B.  Quelle est la peine appropriée dans les circonstances en l’espèce?

[47]  L’article 472 des Règles énonce les peines possibles qu’un juge de la Cour peut prononcer quand une personne est reconnue coupable d’outrage au tribunal. Cette règle est rédigée comme suit :

Peine

Penalty

472 Lorsqu’une personne est reconnue coupable d’outrage au tribunal, le juge peut ordonner :

472 Where a person is found to be in contempt, a judge may order that

a) qu’elle soit incarcérée pour une période de moins de cinq ans ou jusqu’à ce qu’elle se conforme à l’ordonnance;

(a) the person be imprisoned for a period of less than five years or until the person complies with the order;

b) qu’elle soit incarcérée pour une période de moins de cinq ans si elle ne se conforme pas à l’ordonnance;

(b) the person be imprisoned for a period of less than five years if the person fails to comply with the order;

c) qu’elle paie une amende;

(c) the person pay a fine;

d) qu’elle accomplisse un acte ou s’abstienne de l’accomplir;

(d) the person do or refrain from doing any act;

e) que les biens de la personne soient mis sous séquestre, dans le cas visé à la règle 429;

(e) in respect of a person referred to in rule 429, the person’s property be sequestered; and

f) qu’elle soit condamnée aux dépens.

(f) the person pay costs.

[48]  Lors de l’établissement de la peine, le juge qui préside devrait tenir compte de « la gravité de l’outrage, appréciée en fonction des faits particuliers de l’espèce relatifs à l’administration de la justice » : Institut professionnel de la fonction publique du Canada c Bremsak, 2013 CAF 214 [Bremsak]; Baxter Travenol Laboratories of Canada Ltd v Cutter Canada Ltd, [1987] 2 FC 557, au paragraphe 562; Lyons Partnership, L.P. c Macgregor (2000), 186 FTR 241, au paragraphe 21. La détermination de la peine est un exercice individualisé, et le juge qui préside a un vaste pouvoir discrétionnaire pour déterminer la peine appropriée en cas d’outrage civil, selon les circonstances (Bremsak, au paragraphe 36).

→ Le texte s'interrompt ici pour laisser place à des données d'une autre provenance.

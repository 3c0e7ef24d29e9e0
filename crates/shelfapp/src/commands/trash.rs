//! Trash workflows: the ledger plus the physical moves.
//!
//! A soft delete records first and moves second. When the move fails the
//! record is removed again, so a record never points at an item that is
//! still in place.

use super::BatchOutcome;
use crate::error::{Result, ShelfError};
use crate::fsops;
use crate::ledger::TrashLedger;
use crate::model::TrashRecord;
use crate::paths::{StorageLayout, base_name};
use crate::store::RecordBackend;
use std::io::ErrorKind;
use std::path::PathBuf;

/// Move each path into the trash. `items` holds the new trash ids.
pub fn soft_delete<B, S>(layout: &StorageLayout, ledger: &TrashLedger<B>, paths: &[S]) -> BatchOutcome
where
    B: RecordBackend<TrashRecord>,
    S: AsRef<str>,
{
    let mut outcome = BatchOutcome::new();
    for rel in paths {
        let rel = rel.as_ref();
        match trash_one(layout, ledger, rel) {
            Ok(id) => outcome.ok(id),
            Err(e) => outcome.fail(rel, e),
        }
    }
    outcome
}

fn trash_one<B: RecordBackend<TrashRecord>>(
    layout: &StorageLayout,
    ledger: &TrashLedger<B>,
    rel: &str,
) -> Result<String> {
    let (source, clean) = layout.locate(rel)?;
    if clean.is_empty() {
        return Err(ShelfError::InvalidPath("cannot trash the storage root".to_string()));
    }
    if !fsops::exists(&source) {
        return Err(ShelfError::NotFound(clean));
    }

    let id = ledger.add(&base_name(&clean), &clean, source.is_dir())?;
    let moved = layout
        .trash_item(&id)
        .and_then(|target| fsops::move_path(&source, &target));

    if let Err(move_err) = moved {
        if let Err(rollback_err) = ledger.remove(&id) {
            tracing::error!(
                trash_id = %id,
                error = %rollback_err,
                "Could not roll back trash record after failed move"
            );
            return Err(ShelfError::Store(format!(
                "{} (and the trash record {} could not be rolled back: {})",
                move_err, id, rollback_err
            )));
        }
        return Err(move_err);
    }
    Ok(id)
}

/// Put trashed items back. `items` holds the restored relative paths.
///
/// Items go back to their original path, or to the storage root under their
/// original name when the original parent is gone. An existing item at the
/// destination is never overwritten.
pub fn restore<B, S>(layout: &StorageLayout, ledger: &TrashLedger<B>, ids: &[S]) -> BatchOutcome
where
    B: RecordBackend<TrashRecord>,
    S: AsRef<str>,
{
    let mut outcome = BatchOutcome::new();
    for id in ids {
        let id = id.as_ref();
        match restore_one(layout, ledger, id) {
            Ok(rel) => outcome.ok(rel),
            Err(e) => outcome.fail(id, e),
        }
    }
    outcome
}

fn restore_one<B: RecordBackend<TrashRecord>>(
    layout: &StorageLayout,
    ledger: &TrashLedger<B>,
    id: &str,
) -> Result<String> {
    let record = ledger
        .get(id)
        .ok_or_else(|| ShelfError::TrashItemNotFound(id.to_string()))?;

    let (target, rel) = restore_target(layout, &record)?;
    if fsops::exists(&target) {
        return Err(ShelfError::AlreadyExists(rel));
    }

    let source = layout.trash_item(id)?;
    fsops::move_path(&source, &target)?;
    ledger.remove(id)?;
    tracing::info!(trash_id = %id, path = %rel, "Restored item");
    Ok(rel)
}

fn restore_target(layout: &StorageLayout, record: &TrashRecord) -> Result<(PathBuf, String)> {
    let (target, rel) = layout.locate(&record.original_path)?;
    let parent_exists = target.parent().is_some_and(|p| p.is_dir());
    if parent_exists && !rel.is_empty() {
        return Ok((target, rel));
    }
    tracing::debug!(
        original = %record.original_path,
        "Original parent is gone, restoring to storage root"
    );
    layout.locate(&record.original_name)
}

/// Permanently delete trashed items. `items` holds the purged ids.
///
/// An item already missing from the trash area counts as purged.
pub fn purge<B, S>(layout: &StorageLayout, ledger: &TrashLedger<B>, ids: &[S]) -> BatchOutcome
where
    B: RecordBackend<TrashRecord>,
    S: AsRef<str>,
{
    let mut outcome = BatchOutcome::new();
    for id in ids {
        let id = id.as_ref();
        let result = if ledger.get(id).is_none() {
            Err(ShelfError::TrashItemNotFound(id.to_string()))
        } else {
            remove_physical(layout, id).and_then(|()| ledger.remove(id).map(|_| ()))
        };
        match result {
            Ok(()) => outcome.ok(id),
            Err(e) => outcome.fail(id, e),
        }
    }
    outcome
}

/// Drop every record, removing the physical items as well as possible.
///
/// Records are always dropped; items that could not be removed are
/// reported in `errors` and left behind in the trash directory.
pub fn empty<B: RecordBackend<TrashRecord>>(layout: &StorageLayout, ledger: &TrashLedger<B>) -> BatchOutcome {
    let mut outcome = BatchOutcome::new();
    for id in ledger.ids() {
        if let Err(e) = remove_physical(layout, &id) {
            outcome.fail(&id, e);
        }
        match ledger.remove(&id) {
            Ok(_) => outcome.ok(id),
            Err(e) => outcome.fail(&id, e),
        }
    }
    tracing::info!(removed = outcome.success, "Emptied trash");
    outcome
}

fn remove_physical(layout: &StorageLayout, id: &str) -> Result<()> {
    let path = layout.trash_item(id)?;
    match fsops::remove_path(&path) {
        Ok(()) => Ok(()),
        Err(ShelfError::Io(e)) if e.kind() == ErrorKind::NotFound => {
            tracing::debug!(trash_id = %id, "Trashed item already gone");
            Ok(())
        }
        Err(e) => Err(e),
    }
}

[49]  Lors de la détermination de la peine appropriée pour un outrage, plusieurs facteurs sont pertinents : « [l]es facteurs aggravants comprennent la gravité objective du comportement constituant un outrage au tribunal, la gravité subjective de ce comportement (à savoir si le comportement constitue un manquement technique ou si le contrevenant a agi de façon flagrante en sachant bien que ses actions étaient illégales), et, le cas échéant, le fait que le contrevenant ait enfreint de façon répétitive des ordonnances de la Cour », tandis que les « tentatives de bonne foi de se conformer à l’ordonnance (même après le manquement à l’ordonnance), des excuses ou l’acceptation de la responsabilité, ou le fait que le manquement constitue une première infraction » sont des facteurs atténuants (Marshall, au paragraphe 16). Voir aussi l’arrêt Winnicki c Canada (Commission des droits de la personne), 2007 CAF 52, au paragraphe 17. Une disposition prévoyant des « excuses raisonnables » justifiant l’inobservation, telle que l’incapacité d’obtenir des dossiers et des renseignements, doit être prise en compte dans l’établissement de la peine : Canada (Revenu national) c Cicarelli, 2018 FC 644, au paragraphe 15.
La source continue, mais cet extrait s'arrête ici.